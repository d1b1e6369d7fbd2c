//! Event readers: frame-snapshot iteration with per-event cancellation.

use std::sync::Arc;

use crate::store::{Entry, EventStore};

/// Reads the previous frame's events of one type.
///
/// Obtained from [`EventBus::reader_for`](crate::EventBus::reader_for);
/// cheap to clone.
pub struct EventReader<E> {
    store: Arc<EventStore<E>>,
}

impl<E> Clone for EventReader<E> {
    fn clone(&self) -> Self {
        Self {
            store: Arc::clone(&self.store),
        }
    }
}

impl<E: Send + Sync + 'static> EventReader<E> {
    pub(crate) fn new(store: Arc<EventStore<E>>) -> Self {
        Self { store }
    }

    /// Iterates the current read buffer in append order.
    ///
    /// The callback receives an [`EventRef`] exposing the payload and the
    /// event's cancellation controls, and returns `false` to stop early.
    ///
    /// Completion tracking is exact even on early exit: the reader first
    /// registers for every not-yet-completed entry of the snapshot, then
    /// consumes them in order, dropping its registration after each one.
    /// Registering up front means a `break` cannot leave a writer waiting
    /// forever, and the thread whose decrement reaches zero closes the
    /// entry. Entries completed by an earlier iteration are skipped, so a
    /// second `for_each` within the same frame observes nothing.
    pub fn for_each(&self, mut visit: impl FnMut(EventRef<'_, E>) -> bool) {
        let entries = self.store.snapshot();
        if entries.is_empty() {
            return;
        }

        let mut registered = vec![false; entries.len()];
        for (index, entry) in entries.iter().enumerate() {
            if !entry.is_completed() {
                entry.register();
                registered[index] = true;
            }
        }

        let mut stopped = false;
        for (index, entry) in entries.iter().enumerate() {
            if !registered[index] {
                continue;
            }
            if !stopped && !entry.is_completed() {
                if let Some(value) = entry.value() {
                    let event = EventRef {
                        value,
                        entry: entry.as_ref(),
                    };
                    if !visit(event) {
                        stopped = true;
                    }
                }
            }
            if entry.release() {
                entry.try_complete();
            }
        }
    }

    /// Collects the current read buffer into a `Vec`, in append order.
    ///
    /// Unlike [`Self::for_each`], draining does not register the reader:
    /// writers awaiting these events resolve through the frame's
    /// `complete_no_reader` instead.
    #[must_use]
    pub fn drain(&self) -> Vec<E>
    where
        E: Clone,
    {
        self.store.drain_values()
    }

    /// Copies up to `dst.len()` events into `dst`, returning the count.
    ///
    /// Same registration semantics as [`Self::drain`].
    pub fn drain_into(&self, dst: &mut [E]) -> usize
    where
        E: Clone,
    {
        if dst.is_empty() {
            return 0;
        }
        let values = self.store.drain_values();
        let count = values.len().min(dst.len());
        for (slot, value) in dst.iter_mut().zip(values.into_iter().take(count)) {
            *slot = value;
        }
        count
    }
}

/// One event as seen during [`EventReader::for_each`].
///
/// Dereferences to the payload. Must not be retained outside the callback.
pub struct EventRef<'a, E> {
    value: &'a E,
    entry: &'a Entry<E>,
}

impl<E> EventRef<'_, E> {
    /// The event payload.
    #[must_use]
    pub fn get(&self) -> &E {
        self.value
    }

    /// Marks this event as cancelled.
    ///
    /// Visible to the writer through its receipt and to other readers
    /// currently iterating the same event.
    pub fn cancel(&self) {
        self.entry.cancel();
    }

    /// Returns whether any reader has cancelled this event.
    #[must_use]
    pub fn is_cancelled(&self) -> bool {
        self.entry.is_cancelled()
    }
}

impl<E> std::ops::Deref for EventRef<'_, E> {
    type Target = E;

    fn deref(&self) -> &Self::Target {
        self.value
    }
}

_TASK BRIEF_: All lines above that hold the string "early" should be copied.

_ANSWER TO THIS EXERCISE_:
    /// event's cancellation controls, and returns `false` to stop early.
    /// Completion tracking is exact even on early exit: the reader first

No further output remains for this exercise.